(GIVEN DATA Opens)

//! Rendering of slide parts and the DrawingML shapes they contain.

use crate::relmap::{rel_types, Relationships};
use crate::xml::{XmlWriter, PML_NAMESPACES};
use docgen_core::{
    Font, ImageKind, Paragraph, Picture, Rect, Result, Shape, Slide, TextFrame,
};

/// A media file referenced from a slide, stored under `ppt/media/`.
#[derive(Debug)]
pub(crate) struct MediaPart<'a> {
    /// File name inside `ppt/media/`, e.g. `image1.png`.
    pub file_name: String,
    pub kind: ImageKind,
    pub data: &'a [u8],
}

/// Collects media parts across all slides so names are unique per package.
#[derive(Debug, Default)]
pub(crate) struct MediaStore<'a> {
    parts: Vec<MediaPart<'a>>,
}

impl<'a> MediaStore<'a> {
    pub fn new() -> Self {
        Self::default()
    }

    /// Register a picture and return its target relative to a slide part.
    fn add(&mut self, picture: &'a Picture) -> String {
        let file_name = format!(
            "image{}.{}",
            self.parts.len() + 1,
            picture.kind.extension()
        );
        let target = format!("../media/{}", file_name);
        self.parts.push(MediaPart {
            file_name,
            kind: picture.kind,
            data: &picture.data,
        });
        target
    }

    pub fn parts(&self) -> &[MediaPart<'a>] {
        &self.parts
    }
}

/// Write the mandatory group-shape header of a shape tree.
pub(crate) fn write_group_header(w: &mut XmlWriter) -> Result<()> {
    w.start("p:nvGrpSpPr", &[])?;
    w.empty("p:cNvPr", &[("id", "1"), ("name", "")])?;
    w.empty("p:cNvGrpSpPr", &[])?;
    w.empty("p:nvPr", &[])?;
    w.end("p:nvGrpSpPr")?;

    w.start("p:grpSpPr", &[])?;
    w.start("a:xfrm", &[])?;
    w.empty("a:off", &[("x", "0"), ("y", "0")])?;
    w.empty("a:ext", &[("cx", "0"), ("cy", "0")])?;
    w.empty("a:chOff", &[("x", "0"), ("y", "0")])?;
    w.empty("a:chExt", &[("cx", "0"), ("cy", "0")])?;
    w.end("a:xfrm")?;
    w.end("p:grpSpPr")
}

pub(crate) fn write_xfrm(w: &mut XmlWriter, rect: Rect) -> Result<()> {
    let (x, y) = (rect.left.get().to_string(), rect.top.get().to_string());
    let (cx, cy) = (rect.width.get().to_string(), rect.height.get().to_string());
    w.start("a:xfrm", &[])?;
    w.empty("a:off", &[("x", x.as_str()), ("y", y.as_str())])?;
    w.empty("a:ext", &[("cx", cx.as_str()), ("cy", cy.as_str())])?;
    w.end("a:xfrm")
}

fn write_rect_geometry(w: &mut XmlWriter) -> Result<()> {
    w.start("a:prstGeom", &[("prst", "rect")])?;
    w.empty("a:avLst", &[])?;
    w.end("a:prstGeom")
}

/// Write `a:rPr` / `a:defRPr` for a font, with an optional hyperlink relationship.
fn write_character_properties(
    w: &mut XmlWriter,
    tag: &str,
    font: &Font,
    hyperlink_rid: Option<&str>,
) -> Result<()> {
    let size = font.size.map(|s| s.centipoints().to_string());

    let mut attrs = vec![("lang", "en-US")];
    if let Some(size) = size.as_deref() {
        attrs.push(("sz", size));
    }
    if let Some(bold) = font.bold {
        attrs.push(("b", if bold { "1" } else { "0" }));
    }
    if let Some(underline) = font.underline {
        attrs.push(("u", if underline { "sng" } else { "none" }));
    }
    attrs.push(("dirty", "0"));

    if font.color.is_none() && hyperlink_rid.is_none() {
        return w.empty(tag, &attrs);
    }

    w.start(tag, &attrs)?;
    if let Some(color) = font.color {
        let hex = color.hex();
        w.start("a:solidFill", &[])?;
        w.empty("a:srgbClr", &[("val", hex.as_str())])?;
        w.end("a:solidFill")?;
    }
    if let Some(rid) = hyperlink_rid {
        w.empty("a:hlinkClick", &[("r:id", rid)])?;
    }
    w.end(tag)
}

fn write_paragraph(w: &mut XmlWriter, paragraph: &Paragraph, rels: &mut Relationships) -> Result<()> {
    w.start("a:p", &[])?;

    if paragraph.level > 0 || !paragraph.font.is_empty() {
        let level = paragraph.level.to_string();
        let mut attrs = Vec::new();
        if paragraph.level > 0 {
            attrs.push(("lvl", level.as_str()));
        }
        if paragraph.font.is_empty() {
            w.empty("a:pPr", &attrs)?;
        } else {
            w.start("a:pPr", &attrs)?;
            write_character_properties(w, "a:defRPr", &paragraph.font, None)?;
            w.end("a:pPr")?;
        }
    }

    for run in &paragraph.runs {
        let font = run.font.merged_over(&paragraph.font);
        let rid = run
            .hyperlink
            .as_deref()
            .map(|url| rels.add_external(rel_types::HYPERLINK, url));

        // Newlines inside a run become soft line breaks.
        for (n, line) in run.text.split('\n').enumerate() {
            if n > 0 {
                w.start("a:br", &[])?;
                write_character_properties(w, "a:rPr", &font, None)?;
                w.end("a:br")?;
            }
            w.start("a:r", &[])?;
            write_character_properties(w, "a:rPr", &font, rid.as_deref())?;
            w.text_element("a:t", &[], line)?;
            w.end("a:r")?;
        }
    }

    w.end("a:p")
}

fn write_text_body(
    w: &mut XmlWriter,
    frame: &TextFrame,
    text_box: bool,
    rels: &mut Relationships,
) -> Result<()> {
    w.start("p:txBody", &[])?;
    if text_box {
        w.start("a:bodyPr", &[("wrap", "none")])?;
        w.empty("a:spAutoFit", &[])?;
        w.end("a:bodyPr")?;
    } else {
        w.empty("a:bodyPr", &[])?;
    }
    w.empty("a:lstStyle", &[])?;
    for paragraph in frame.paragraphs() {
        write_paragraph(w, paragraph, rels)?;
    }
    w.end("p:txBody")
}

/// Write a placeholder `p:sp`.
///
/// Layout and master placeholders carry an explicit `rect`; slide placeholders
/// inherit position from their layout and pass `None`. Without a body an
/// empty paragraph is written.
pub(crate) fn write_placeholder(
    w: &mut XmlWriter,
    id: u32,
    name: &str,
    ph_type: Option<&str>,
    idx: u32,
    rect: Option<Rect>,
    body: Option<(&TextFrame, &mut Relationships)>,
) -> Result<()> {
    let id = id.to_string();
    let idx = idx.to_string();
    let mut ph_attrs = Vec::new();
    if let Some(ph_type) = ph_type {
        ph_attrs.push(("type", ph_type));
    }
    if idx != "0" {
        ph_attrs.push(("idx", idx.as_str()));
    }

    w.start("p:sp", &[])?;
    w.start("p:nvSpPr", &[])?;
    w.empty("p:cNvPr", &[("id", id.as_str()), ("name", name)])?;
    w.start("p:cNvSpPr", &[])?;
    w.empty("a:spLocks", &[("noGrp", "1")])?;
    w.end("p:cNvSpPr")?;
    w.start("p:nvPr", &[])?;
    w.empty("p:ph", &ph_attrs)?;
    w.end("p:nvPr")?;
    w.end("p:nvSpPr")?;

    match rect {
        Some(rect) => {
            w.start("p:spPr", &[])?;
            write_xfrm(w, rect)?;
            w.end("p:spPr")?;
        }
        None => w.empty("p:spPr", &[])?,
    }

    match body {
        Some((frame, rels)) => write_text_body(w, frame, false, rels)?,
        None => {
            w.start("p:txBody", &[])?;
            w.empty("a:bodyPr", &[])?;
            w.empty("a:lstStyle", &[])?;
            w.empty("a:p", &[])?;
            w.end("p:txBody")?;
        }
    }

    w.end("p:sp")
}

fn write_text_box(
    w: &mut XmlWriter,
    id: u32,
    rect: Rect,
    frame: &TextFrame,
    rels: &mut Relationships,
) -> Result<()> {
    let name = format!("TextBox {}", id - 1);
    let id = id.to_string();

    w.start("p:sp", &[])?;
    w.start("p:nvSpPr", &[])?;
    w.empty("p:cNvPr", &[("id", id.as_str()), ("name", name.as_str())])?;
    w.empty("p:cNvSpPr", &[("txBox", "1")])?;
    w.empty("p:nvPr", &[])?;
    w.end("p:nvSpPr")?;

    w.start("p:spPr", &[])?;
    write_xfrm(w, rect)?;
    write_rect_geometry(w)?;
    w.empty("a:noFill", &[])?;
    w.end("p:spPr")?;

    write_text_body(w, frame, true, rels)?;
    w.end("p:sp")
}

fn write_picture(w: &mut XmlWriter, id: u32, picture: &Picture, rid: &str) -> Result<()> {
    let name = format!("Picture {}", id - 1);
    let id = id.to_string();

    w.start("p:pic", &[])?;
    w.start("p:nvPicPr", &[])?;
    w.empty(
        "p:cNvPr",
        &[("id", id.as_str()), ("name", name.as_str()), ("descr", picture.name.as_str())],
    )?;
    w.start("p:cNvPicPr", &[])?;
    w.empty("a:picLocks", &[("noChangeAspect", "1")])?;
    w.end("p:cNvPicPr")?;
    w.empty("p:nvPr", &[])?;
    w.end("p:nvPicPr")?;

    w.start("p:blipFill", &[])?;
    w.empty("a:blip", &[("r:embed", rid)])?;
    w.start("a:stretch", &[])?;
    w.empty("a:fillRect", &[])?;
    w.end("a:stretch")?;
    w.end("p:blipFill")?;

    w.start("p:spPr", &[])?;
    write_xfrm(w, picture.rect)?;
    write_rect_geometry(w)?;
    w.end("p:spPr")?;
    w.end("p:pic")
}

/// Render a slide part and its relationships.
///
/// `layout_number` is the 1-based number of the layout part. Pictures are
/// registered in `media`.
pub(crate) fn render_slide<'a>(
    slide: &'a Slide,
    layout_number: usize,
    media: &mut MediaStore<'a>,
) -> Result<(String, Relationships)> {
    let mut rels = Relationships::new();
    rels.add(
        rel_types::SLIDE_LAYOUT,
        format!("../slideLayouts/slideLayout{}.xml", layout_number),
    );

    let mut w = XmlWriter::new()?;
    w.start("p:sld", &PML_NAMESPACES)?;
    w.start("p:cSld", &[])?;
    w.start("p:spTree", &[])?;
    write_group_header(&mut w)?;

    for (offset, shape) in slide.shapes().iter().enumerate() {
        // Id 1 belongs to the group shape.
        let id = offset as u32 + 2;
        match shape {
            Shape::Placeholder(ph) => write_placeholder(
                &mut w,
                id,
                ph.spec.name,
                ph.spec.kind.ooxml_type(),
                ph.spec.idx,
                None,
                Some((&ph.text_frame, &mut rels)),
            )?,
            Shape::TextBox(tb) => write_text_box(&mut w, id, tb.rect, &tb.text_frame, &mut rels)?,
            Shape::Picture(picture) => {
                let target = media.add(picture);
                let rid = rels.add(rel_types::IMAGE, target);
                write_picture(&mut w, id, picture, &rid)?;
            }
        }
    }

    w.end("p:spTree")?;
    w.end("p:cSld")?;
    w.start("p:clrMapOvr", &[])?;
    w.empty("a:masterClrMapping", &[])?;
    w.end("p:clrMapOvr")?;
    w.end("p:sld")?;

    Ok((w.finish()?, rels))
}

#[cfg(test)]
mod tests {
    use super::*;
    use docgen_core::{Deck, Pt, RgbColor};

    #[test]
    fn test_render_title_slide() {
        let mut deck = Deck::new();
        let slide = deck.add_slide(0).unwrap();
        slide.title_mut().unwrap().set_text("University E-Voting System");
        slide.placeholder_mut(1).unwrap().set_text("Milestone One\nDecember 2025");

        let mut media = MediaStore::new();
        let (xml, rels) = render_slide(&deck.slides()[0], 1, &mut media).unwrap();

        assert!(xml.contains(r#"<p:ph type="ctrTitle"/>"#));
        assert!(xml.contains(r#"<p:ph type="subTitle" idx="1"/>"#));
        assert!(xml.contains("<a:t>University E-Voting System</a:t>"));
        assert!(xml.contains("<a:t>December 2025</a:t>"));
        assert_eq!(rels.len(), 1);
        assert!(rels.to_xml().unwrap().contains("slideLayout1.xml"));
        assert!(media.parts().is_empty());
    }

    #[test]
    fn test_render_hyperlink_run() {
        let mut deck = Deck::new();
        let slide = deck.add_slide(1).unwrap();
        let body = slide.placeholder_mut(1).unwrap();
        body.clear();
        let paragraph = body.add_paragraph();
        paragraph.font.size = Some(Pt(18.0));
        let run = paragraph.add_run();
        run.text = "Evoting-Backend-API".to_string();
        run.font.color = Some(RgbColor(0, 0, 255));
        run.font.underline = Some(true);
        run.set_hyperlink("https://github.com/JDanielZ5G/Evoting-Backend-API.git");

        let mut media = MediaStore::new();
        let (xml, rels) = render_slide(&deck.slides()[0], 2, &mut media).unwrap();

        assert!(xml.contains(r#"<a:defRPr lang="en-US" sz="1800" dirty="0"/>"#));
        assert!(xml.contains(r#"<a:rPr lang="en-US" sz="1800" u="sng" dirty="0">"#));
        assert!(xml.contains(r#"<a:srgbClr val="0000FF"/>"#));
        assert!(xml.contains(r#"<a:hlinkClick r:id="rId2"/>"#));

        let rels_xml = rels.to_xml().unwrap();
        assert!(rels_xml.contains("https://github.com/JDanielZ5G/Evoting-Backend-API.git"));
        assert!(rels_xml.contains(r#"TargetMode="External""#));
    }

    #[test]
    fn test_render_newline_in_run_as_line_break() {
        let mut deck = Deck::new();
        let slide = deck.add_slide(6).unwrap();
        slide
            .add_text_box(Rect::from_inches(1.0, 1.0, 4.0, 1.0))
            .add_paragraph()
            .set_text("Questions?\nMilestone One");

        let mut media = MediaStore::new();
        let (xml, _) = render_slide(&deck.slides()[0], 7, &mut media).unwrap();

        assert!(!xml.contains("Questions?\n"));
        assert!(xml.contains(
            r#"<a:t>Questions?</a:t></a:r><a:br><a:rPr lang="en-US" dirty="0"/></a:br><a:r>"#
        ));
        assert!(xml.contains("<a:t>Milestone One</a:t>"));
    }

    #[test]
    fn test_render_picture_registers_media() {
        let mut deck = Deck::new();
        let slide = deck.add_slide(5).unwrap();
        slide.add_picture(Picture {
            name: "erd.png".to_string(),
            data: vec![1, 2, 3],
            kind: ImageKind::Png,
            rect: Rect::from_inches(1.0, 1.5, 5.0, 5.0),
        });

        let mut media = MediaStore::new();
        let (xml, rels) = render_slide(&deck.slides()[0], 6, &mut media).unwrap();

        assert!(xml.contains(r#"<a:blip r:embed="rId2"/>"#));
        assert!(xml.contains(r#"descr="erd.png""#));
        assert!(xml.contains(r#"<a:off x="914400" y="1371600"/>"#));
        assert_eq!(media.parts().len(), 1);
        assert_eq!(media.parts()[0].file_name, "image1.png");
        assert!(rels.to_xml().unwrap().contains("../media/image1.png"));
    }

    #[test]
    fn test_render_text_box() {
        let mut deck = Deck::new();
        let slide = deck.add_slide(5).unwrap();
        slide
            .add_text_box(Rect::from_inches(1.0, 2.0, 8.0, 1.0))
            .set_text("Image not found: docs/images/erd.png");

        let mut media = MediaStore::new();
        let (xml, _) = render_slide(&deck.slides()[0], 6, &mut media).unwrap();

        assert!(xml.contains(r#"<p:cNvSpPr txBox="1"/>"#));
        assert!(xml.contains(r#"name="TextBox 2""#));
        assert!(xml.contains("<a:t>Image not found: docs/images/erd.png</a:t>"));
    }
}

(GIVEN DATA Closes)

EXERCISE DIRECTIONS:
Please transcribe the records exactly from their first line through the line holding "File name inside", and leave out all others.

SOLUTION TO THE PROBLEM:
//! Rendering of slide parts and the DrawingML shapes they contain.

use crate::relmap::{rel_types, Relationships};
use crate::xml::{XmlWriter, PML_NAMESPACES};
use docgen_core::{
    Font, ImageKind, Paragraph, Picture, Rect, Result, Shape, Slide, TextFrame,
};

/// A media file referenced from a slide, stored under `ppt/media/`.
#[derive(Debug)]
pub(crate) struct MediaPart<'a> {
    /// File name inside `ppt/media/`, e.g. `image1.png`.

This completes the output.